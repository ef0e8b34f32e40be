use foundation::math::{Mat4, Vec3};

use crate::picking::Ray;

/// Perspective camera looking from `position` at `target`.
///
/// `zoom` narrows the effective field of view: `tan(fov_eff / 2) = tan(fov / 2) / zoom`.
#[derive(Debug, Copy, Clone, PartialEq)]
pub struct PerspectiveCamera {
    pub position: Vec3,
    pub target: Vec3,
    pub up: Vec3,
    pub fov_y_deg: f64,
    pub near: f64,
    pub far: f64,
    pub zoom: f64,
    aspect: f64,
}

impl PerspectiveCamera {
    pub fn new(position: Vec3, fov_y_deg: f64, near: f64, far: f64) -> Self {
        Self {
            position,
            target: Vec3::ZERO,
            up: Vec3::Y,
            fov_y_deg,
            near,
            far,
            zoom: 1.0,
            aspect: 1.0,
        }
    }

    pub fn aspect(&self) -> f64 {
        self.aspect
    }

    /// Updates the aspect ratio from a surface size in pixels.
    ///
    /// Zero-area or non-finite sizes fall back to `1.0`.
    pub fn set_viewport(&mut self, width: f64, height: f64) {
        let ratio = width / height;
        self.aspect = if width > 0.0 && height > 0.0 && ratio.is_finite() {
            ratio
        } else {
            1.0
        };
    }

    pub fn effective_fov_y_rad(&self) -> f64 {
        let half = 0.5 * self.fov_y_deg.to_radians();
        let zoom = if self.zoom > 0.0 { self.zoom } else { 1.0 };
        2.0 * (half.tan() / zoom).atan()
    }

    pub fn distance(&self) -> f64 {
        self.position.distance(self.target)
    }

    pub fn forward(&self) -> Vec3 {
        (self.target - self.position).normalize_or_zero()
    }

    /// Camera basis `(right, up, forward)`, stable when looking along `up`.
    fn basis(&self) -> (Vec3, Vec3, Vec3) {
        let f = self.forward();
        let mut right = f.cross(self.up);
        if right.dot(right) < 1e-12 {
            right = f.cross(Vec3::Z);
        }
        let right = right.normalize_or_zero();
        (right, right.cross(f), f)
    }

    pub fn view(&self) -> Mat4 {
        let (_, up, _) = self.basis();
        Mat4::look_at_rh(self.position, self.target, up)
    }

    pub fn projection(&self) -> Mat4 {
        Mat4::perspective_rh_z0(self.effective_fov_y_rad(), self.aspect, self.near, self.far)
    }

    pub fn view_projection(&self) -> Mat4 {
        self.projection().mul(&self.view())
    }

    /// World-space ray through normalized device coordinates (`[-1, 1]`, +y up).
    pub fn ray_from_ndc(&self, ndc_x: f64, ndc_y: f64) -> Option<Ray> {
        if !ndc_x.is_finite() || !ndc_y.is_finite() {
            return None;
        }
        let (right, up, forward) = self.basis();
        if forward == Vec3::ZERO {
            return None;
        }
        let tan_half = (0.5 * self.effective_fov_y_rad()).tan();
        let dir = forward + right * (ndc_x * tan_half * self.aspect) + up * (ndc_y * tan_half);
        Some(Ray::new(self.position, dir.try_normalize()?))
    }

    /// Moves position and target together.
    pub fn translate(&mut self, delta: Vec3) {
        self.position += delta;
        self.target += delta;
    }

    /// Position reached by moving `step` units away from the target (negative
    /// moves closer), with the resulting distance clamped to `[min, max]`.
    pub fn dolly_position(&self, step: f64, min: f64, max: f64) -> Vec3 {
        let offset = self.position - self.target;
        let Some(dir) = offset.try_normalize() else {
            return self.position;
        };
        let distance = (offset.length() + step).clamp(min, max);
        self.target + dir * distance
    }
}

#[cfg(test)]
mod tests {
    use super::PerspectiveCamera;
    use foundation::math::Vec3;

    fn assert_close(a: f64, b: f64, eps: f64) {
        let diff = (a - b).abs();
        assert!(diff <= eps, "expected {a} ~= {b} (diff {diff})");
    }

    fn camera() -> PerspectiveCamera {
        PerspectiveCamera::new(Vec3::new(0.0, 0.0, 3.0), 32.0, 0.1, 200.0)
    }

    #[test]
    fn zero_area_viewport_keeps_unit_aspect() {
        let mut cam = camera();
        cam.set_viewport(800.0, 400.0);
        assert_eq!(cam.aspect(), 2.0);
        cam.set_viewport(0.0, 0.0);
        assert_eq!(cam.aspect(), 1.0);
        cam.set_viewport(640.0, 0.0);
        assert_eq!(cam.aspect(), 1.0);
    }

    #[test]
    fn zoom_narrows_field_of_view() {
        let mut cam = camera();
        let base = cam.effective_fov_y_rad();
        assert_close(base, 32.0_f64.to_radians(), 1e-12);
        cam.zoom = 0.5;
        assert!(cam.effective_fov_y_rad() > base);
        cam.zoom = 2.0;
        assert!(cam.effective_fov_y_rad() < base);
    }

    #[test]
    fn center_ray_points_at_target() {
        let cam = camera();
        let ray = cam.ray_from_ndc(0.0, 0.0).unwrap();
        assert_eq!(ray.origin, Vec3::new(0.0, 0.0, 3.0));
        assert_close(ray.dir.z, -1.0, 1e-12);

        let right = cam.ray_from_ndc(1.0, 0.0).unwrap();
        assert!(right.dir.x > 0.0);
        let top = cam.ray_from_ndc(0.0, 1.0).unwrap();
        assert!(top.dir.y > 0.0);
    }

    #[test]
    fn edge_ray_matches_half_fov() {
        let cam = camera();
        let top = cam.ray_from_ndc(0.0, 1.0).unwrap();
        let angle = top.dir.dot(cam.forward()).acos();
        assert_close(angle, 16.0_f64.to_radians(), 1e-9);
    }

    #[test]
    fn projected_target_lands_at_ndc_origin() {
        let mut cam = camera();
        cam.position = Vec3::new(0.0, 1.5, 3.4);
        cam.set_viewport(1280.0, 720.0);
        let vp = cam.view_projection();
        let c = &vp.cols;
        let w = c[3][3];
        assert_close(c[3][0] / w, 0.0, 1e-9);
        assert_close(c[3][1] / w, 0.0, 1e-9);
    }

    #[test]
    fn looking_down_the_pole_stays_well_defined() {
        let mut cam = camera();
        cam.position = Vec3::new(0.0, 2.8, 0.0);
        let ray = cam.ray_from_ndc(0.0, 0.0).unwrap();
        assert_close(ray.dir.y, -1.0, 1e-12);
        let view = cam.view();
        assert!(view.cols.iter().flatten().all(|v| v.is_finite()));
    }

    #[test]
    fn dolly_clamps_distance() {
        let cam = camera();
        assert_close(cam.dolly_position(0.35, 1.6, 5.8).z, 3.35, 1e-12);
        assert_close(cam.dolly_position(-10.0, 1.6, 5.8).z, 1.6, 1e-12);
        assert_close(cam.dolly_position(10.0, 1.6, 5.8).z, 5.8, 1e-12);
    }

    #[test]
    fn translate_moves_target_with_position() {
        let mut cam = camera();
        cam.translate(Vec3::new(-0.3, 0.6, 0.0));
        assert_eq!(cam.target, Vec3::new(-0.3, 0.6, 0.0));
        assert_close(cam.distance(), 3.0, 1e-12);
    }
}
__________________________________________________
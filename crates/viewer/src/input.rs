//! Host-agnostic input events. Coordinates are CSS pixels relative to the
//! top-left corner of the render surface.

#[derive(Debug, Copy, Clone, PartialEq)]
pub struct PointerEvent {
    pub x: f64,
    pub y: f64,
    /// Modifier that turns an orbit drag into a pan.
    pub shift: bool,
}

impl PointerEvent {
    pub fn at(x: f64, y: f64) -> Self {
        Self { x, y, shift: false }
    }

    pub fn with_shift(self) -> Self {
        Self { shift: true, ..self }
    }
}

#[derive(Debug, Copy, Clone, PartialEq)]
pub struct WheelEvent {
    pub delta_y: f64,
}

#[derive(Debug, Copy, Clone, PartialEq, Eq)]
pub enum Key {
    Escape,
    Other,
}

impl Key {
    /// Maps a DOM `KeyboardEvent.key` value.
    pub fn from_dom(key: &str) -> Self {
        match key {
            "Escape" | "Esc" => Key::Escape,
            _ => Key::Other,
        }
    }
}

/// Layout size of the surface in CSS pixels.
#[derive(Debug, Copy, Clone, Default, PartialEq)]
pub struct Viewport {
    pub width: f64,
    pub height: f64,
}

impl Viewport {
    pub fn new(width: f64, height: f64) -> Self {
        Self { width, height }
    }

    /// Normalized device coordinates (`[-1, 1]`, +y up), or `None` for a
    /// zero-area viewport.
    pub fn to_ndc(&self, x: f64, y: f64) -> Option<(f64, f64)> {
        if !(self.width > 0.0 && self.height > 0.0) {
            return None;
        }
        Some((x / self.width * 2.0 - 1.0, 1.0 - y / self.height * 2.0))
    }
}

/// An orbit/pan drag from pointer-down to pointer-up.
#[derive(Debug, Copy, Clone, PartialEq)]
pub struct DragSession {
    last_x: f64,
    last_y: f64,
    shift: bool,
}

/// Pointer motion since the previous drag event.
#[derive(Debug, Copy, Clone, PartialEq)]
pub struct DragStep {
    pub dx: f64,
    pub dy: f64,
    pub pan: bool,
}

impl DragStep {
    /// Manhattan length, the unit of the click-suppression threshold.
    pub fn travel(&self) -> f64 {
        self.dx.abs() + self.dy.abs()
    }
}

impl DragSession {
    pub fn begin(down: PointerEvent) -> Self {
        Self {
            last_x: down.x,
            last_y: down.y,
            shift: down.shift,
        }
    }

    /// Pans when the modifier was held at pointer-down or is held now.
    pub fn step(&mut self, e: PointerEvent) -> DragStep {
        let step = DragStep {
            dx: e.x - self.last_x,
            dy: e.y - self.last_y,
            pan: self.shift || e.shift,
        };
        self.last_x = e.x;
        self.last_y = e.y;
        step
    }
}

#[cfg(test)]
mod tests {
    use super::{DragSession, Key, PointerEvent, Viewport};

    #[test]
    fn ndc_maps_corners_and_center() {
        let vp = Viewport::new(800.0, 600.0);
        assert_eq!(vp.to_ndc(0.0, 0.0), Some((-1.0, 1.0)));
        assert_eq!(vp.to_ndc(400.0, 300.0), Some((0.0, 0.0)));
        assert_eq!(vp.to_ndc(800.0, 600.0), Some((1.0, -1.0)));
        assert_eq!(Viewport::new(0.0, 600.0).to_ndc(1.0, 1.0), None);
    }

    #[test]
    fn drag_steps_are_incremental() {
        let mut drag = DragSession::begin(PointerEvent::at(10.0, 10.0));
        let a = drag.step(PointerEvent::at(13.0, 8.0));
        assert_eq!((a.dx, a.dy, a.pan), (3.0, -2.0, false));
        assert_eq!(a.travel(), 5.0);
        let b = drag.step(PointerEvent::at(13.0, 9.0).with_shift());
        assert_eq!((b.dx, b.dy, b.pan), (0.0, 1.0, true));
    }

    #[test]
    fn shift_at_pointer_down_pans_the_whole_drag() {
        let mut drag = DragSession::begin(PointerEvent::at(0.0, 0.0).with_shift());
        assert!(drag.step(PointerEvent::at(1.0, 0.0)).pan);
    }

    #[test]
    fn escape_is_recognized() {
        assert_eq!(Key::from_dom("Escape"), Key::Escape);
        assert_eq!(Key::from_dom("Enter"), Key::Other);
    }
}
__________________________________________________
### Problem requirements:
Extract every line containing the string "orbit" from the material.

### Response to this task:
    /// Modifier that turns an orbit drag into a pan.
/// An orbit/pan drag from pointer-down to pointer-up.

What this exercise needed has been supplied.